» Task statement
Report the lines of the material that carry the string "schedule".

» Provided information
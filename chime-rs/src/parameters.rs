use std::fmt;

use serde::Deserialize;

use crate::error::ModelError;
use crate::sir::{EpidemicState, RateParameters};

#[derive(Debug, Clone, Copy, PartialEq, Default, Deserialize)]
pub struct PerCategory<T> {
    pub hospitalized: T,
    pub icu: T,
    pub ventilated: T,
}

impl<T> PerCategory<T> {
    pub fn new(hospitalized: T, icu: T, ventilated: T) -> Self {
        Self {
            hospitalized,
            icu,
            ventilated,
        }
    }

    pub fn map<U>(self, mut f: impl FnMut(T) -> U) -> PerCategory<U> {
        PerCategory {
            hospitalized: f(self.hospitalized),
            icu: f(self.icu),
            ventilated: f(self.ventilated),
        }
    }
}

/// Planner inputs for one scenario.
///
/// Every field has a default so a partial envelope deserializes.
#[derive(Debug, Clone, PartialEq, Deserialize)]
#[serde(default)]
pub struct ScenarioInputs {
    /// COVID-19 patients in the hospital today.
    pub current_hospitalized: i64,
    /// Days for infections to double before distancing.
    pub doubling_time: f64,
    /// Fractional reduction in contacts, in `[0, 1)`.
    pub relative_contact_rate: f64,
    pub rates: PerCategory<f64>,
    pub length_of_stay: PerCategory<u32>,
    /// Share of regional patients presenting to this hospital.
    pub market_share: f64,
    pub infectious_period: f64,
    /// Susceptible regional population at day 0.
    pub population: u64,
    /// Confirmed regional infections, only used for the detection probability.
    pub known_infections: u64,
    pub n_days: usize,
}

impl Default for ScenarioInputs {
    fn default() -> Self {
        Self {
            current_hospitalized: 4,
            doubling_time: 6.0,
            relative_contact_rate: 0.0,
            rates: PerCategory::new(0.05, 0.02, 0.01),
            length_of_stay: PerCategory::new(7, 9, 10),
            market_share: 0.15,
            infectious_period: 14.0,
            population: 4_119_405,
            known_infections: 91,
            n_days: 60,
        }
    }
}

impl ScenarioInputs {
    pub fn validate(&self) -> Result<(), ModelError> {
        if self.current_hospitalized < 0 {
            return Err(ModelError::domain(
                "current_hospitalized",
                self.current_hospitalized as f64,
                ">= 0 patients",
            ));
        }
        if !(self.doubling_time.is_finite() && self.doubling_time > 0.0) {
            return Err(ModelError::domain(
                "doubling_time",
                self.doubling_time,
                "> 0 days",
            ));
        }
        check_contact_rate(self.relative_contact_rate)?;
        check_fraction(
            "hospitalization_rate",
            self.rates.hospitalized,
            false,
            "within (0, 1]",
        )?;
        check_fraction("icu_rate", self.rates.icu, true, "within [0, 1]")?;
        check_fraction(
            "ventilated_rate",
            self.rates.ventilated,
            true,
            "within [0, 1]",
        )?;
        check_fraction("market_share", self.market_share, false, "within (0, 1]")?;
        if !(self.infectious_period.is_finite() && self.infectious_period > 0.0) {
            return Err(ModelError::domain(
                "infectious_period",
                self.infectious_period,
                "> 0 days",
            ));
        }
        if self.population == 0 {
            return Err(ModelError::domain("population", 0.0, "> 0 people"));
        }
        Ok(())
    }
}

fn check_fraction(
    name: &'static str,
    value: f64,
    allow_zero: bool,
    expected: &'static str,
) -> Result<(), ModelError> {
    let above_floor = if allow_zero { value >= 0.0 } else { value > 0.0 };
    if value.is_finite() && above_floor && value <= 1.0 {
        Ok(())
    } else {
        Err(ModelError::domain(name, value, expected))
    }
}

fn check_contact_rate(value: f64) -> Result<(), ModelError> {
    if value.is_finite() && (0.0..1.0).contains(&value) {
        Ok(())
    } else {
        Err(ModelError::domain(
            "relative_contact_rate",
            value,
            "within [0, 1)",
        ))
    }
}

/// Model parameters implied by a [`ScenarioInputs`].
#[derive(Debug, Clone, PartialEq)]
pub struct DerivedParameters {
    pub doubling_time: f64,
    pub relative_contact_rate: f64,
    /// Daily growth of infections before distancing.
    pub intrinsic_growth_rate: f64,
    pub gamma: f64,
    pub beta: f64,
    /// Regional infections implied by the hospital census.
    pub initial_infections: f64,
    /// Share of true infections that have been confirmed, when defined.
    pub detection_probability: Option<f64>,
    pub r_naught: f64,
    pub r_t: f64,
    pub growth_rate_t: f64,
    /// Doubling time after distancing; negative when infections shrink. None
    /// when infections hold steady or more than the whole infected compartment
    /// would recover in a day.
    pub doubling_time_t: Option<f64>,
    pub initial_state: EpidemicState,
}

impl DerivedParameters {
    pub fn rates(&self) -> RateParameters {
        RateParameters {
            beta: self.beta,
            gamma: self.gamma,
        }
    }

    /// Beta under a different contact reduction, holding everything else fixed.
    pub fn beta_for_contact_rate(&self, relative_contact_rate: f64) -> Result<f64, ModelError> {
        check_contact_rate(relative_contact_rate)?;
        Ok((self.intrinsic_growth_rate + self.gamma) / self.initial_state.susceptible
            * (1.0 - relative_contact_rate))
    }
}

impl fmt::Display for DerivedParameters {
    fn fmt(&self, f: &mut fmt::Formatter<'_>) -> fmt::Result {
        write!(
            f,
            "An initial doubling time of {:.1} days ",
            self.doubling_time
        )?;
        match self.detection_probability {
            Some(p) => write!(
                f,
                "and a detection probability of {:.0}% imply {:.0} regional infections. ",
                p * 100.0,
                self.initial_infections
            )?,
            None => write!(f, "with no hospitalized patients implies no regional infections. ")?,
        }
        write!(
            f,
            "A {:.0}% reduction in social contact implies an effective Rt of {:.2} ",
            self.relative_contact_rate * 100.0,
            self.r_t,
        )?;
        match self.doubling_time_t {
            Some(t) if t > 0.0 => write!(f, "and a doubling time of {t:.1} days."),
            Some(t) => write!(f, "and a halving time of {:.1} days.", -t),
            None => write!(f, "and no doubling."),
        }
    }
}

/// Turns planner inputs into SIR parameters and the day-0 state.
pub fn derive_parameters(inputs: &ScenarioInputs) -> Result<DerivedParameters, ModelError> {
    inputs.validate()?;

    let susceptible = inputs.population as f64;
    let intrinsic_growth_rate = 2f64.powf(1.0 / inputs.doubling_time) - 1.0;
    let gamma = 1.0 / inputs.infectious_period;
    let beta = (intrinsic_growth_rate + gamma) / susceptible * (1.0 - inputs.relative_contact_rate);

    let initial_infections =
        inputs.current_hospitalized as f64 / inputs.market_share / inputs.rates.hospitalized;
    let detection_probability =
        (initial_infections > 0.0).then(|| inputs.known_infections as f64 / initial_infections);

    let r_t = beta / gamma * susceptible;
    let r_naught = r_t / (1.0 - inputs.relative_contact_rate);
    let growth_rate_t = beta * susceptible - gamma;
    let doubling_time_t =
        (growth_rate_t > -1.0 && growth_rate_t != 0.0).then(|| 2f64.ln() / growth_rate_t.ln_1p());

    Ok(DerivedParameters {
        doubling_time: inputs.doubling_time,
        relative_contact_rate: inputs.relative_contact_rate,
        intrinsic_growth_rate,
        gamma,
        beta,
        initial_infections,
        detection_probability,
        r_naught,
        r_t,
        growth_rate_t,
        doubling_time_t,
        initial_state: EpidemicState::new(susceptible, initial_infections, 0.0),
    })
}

--

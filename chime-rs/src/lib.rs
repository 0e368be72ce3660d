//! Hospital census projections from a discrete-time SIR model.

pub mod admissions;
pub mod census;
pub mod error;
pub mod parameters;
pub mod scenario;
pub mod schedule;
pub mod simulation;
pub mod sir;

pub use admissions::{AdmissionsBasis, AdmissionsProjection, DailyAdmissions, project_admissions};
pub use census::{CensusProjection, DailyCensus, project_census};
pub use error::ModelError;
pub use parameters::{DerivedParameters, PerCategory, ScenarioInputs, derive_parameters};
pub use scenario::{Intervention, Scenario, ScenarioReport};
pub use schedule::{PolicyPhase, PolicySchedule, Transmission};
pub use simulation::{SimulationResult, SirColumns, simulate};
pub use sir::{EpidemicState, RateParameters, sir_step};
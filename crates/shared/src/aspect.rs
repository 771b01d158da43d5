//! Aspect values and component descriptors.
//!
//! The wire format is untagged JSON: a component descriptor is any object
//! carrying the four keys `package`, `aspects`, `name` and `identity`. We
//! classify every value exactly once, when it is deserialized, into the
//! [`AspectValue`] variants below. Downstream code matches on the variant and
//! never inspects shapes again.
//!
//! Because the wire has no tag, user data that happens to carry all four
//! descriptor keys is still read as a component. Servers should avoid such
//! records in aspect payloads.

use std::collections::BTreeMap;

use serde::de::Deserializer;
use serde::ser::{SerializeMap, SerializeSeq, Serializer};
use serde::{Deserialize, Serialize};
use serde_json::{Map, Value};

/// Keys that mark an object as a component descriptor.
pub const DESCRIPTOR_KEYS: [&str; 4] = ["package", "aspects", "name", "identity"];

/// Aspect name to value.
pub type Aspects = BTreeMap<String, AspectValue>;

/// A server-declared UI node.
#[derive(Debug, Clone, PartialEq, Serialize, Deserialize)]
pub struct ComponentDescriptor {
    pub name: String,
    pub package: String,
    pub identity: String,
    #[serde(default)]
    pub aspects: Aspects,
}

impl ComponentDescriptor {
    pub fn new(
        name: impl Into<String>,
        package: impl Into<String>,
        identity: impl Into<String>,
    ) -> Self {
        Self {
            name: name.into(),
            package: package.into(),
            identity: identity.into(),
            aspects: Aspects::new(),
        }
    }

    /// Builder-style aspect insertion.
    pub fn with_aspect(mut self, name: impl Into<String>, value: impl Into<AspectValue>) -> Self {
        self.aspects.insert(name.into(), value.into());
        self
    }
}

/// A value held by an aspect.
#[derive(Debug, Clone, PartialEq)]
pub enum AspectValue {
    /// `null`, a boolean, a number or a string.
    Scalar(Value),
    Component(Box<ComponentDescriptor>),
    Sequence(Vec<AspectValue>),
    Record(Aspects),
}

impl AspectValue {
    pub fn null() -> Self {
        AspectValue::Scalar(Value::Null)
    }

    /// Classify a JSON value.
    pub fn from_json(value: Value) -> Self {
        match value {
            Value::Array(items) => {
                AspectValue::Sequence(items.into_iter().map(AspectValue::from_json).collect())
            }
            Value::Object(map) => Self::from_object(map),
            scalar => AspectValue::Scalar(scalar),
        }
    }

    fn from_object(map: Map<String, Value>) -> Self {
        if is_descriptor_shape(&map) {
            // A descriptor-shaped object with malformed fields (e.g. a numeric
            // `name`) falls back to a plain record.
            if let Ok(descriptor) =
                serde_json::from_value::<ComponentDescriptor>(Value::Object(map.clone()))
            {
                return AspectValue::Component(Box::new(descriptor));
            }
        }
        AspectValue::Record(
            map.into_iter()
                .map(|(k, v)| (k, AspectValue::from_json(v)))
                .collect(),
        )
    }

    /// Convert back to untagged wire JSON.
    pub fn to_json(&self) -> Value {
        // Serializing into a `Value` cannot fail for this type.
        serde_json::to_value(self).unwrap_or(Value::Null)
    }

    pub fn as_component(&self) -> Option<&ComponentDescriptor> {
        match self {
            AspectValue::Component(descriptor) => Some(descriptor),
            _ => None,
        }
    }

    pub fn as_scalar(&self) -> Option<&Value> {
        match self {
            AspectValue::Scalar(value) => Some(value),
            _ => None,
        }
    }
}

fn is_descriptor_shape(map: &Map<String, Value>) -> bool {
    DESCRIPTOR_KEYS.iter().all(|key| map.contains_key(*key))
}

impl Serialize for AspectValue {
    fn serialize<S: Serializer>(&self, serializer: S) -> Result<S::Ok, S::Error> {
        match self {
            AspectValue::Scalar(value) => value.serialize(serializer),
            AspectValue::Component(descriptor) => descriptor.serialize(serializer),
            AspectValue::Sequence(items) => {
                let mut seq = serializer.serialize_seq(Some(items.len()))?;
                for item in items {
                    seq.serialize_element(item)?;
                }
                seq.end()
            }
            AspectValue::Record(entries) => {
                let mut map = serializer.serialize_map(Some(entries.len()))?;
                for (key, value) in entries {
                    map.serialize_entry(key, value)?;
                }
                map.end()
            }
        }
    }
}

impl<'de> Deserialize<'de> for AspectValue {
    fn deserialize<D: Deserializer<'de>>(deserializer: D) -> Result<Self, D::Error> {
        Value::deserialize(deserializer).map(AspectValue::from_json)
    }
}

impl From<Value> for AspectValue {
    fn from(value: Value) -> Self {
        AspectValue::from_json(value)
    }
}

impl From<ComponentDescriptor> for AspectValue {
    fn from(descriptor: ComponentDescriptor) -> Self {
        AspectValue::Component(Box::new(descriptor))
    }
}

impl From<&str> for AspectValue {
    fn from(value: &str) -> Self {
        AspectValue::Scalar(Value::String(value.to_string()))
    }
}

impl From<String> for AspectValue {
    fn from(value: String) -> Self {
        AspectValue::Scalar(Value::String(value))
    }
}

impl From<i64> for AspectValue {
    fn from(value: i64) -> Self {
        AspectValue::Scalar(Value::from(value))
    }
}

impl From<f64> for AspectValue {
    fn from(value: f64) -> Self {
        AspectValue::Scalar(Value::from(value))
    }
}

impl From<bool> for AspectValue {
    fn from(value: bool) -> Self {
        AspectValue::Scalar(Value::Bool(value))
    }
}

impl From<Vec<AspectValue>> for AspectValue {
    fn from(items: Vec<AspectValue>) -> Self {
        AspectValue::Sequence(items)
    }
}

» Answer area
pub mod schedule;
pub use schedule::{PolicyPhase, PolicySchedule, Transmission};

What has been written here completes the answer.